Stage	Role	Behavior on Failure
`data-validation`	Detect data drift	Halt the entire pipeline
`train-and-evaluate`	Training + AUC quality gate	Block deployment and send alert
`canary-deploy`	Canary deployment at 10% traffic	Trigger automatic rollback

Canary Deployment: A deployment strategy that exposes a new version to only a portion of total traffic (e.g., 10%) first, verifies stability, then gradually increases the percentage. Because the blast radius is limited if something goes wrong, it is especially useful for ML model deployments.

Blue-Green Deployment: A strategy that keeps both the old version (Blue) and the new version (Green) environments running simultaneously, then switches traffic over all at once. Rollbacks are nearly instant, but infrastructure costs are doubled.

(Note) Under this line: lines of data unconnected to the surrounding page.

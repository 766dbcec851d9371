//! Model seam.
//!
//! The pre-trained pipeline is an opaque artifact with `predict` and
//! `predict_proba`. [`OnnxClassifier`] runs an ONNX export of it with tract;
//! anything else implementing [`Classifier`] can be served the same way.

use std::fs;
use std::path::Path;

use serde::{Deserialize, Serialize};
use thiserror::Error;
use tract_onnx::prelude::*;

use crate::schema::{FeatureFrame, SchemaError, SchemaVariant};

#[derive(Debug, Error)]
pub enum ModelError {
    #[error("failed to load model {path}: {reason}")]
    Load { path: String, reason: String },

    #[error("invalid model card: {0}")]
    Card(String),

    #[error(transparent)]
    Frame(#[from] SchemaError),

    #[error("inference failed: {0}")]
    Run(String),

    #[error("unexpected model output: {0}")]
    Output(String),
}

/// A loaded binary classifier. Shared read-only across workers.
pub trait Classifier: Send + Sync {
    /// Predicted class label.
    fn predict(&self, frame: &FeatureFrame) -> Result<i64, ModelError>;

    /// `[P(class 0), P(class 1)]`.
    fn predict_proba(&self, frame: &FeatureFrame) -> Result<[f64; 2], ModelError>;

    fn describe(&self) -> String;
}

fn default_positive_index() -> usize {
    1
}

fn default_threshold() -> f64 {
    0.5
}

/// Sidecar describing how to feed the artifact.
#[derive(Debug, Clone, PartialEq, Serialize, Deserialize)]
pub struct ModelCard {
    /// Input columns in the order the artifact expects them.
    pub feature_names: Vec<String>,

    /// Column of the probability output holding the positive class.
    #[serde(default = "default_positive_index")]
    pub positive_index: usize,

    /// Used for `predict` when the artifact has no label output.
    #[serde(default = "default_threshold")]
    pub threshold: f64,
}

impl ModelCard {
    pub fn for_variant(variant: SchemaVariant) -> Self {
        Self {
            feature_names: variant.columns().into_iter().map(str::to_string).collect(),
            positive_index: default_positive_index(),
            threshold: default_threshold(),
        }
    }

    pub fn load<P: AsRef<Path>>(path: P) -> Result<Self, ModelError> {
        let path = path.as_ref();
        let raw = fs::read_to_string(path)
            .map_err(|e| ModelError::Card(format!("{}: {}", path.display(), e)))?;
        let card: ModelCard =
            serde_json::from_str(&raw).map_err(|e| ModelError::Card(format!("{}: {}", path.display(), e)))?;
        card.validate()?;
        Ok(card)
    }

    pub fn validate(&self) -> Result<(), ModelError> {
        if self.feature_names.is_empty() {
            return Err(ModelError::Card("feature_names is empty".into()));
        }
        if self.positive_index > 1 {
            return Err(ModelError::Card(format!(
                "positive_index must be 0 or 1, got {}",
                self.positive_index
            )));
        }
        if !(0.0..=1.0).contains(&self.threshold) {
            return Err(ModelError::Card(format!(
                "threshold must be within [0, 1], got {}",
                self.threshold
            )));
        }
        Ok(())
    }

    /// Card columns the given schema variant never produces.
    pub fn unknown_columns(&self, variant: SchemaVariant) -> Vec<&str> {
        let known = variant.columns();
        self.feature_names
            .iter()
            .map(String::as_str)
            .filter(|name| !known.contains(name))
            .collect()
    }
}

type OnnxPlan = SimplePlan<TypedFact, Box<dyn TypedOp>, TypedModel>;

/// ONNX export of the pipeline, loaded once at startup.
pub struct OnnxClassifier {
    plan: OnnxPlan,
    card: ModelCard,
    path: String,
}

impl OnnxClassifier {
    pub fn load<P: AsRef<Path>>(path: P, card: ModelCard) -> Result<Self, ModelError> {
        let path = path.as_ref();
        let display = path.display().to_string();
        let load_err = |reason: String| ModelError::Load { path: display.clone(), reason };

        card.validate()?;
        if !path.exists() {
            return Err(load_err("file not found".into()));
        }

        let width = card.feature_names.len();
        let plan = tract_onnx::onnx()
            .model_for_path(path)
            .map_err(|e| {
                log::error!("Failed to load ONNX model: {}", e);
                load_err(e.to_string())
            })?
            .with_input_fact(0, f32::fact([1, width]).into())
            .map_err(|e| load_err(format!("input shape [1, {width}] rejected: {e}")))?
            .into_optimized()
            .map_err(|e| {
                log::error!("Failed to optimize ONNX model: {}", e);
                load_err(e.to_string())
            })?
            .into_runnable()
            .map_err(|e| {
                log::error!("Failed to make model runnable: {}", e);
                load_err(e.to_string())
            })?;

        log::info!("Loaded model {} with {} input features", display, width);

        Ok(Self { plan, card, path: display })
    }

    fn run(&self, frame: &FeatureFrame) -> Result<TVec<TValue>, ModelError> {
        let row = frame.to_row(self.card.feature_names.as_slice())?;
        let shape = row.dim();
        let tensor = tract_ndarray::Array2::from_shape_vec(shape, row.into_raw_vec())
            .map_err(|e| ModelError::Run(e.to_string()))?
            .into_tensor();

        self.plan.run(tvec!(tensor.into())).map_err(|e| {
            log::error!("Model inference failed: {}", e);
            ModelError::Run(e.to_string())
        })
    }
}

impl Classifier for OnnxClassifier {
    fn predict(&self, frame: &FeatureFrame) -> Result<i64, ModelError> {
        let outputs = self.run(frame)?;
        if let Some(label) = read_label(&outputs) {
            return Ok(label);
        }
        let [_, positive] = read_probabilities(&outputs, self.card.positive_index)?;
        Ok(i64::from(positive >= self.card.threshold))
    }

    fn predict_proba(&self, frame: &FeatureFrame) -> Result<[f64; 2], ModelError> {
        let outputs = self.run(frame)?;
        read_probabilities(&outputs, self.card.positive_index)
    }

    fn describe(&self) -> String {
        format!("onnx:{}", self.path)
    }
}

/// First `i64` output, as emitted by sklearn classifier exports.
pub fn read_label(outputs: &[TValue]) -> Option<i64> {
    outputs
        .iter()
        .filter(|o| o.datum_type() == DatumType::I64)
        .find_map(|o| o.as_slice::<i64>().ok().and_then(|s| s.first().copied()))
}

/// First float output with one or two values per row.
pub fn read_probabilities(outputs: &[TValue], positive_index: usize) -> Result<[f64; 2], ModelError> {
    for output in outputs {
        let values: Vec<f64> = match output.datum_type() {
            DatumType::F32 => match output.as_slice::<f32>() {
                Ok(s) => s.iter().map(|v| f64::from(*v)).collect(),
                Err(_) => continue,
            },
            DatumType::F64 => match output.as_slice::<f64>() {
                Ok(s) => s.to_vec(),
                Err(_) => continue,
            },
            _ => continue,
        };

        let positive = match values.len() {
            1 => values[0],
            2 => values[positive_index.min(1)],
            _ => continue,
        };
        if !positive.is_finite() {
            return Err(ModelError::Output(format!("non-finite probability {positive}")));
        }
        let positive = positive.clamp(0.0, 1.0);
        return Ok([1.0 - positive, positive]);
    }

    Err(ModelError::Output("no probability output found".into()))
}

Example 2: Connecting Model Registry & Serving with MLflow + Seldon Core

This is the key link connecting experiment tracking to deployment. It's the pattern where Seldon Core automatically serves models registered in MLflow. The moment I first saw Seldon automatically adjust traffic right after transitioning an MLflow stage to Production — that was genuinely exciting.

python

# src/train.py — MLflow 실험 추적 및 모델 등록
# 데이터 로딩 구현은 src/data/loader.py 참조
import mlflow
import mlflow.sklearn
from sklearn.ensemble import GradientBoostingClassifier
from sklearn.metrics import roc_auc_score
 
def train_and_register(X_train, y_train, X_val, y_val, params: dict):
    with mlflow.start_run() as run:
        mlflow.log_params(params)
 
        model = GradientBoostingClassifier(**params)
        model.fit(X_train, y_train)
 
        auc = roc_auc_score(y_val, model.predict_proba(X_val)[:, 1])
        mlflow.log_metric("auc", auc)
 
        if auc >= 0.85:
            mlflow.sklearn.log_model(
                model,
                artifact_path="model",
                registered_model_name="fraud-detector"
            )
            client = mlflow.tracking.MlflowClient()
 
            # run_id 기반으로 조회해야 동시 실험 시 레이스 컨디션을 방지할 수 있습니다
            # get_latest_versions(stages=["None"]) 패턴은 동시 실행 환경에서 위험합니다
            versions = client.search_model_versions(
                f"run_id='{run.info.run_id}'"
            )
            client.transition_model_version_stage(
                name="fraud-detector",
                version=versions[0].version,
                stage="Production"
            )
            print(f"[OK] 모델 등록 완료 -- AUC: {auc:.4f}")
        else:
            print(f"[FAIL] 품질 게이트 실패 -- AUC: {auc:.4f} (기준: 0.85)")
 
        return auc

yaml

# k8s/seldon-deployment.yaml — MLflow 모델 레지스트리와 연동
# kubectl apply -f k8s/seldon-deployment.yaml 로 클러스터에 적용합니다
# 참고: Seldon Core는 2024년 이후 유지보수가 축소되는 추세입니다.
#       현재는 KServe가 커뮤니티에서 더 활발히 유지되고 있으니 신규 도입 시 참고하세요.
apiVersion: machinelearning.seldon.io/v1
kind: SeldonDeployment
metadata:
  name: fraud-detector
spec:
  predictors:
    - name: default
      traffic: 90
      graph:
        name: classifier
        implementation: MLFLOW_SERVER
        modelUri: "models:/fraud-detector/Production"
    - name: canary
      traffic: 10
      graph:
        name: classifier-canary
        implementation: MLFLOW_SERVER
        modelUri: "models:/fraud-detector/Staging"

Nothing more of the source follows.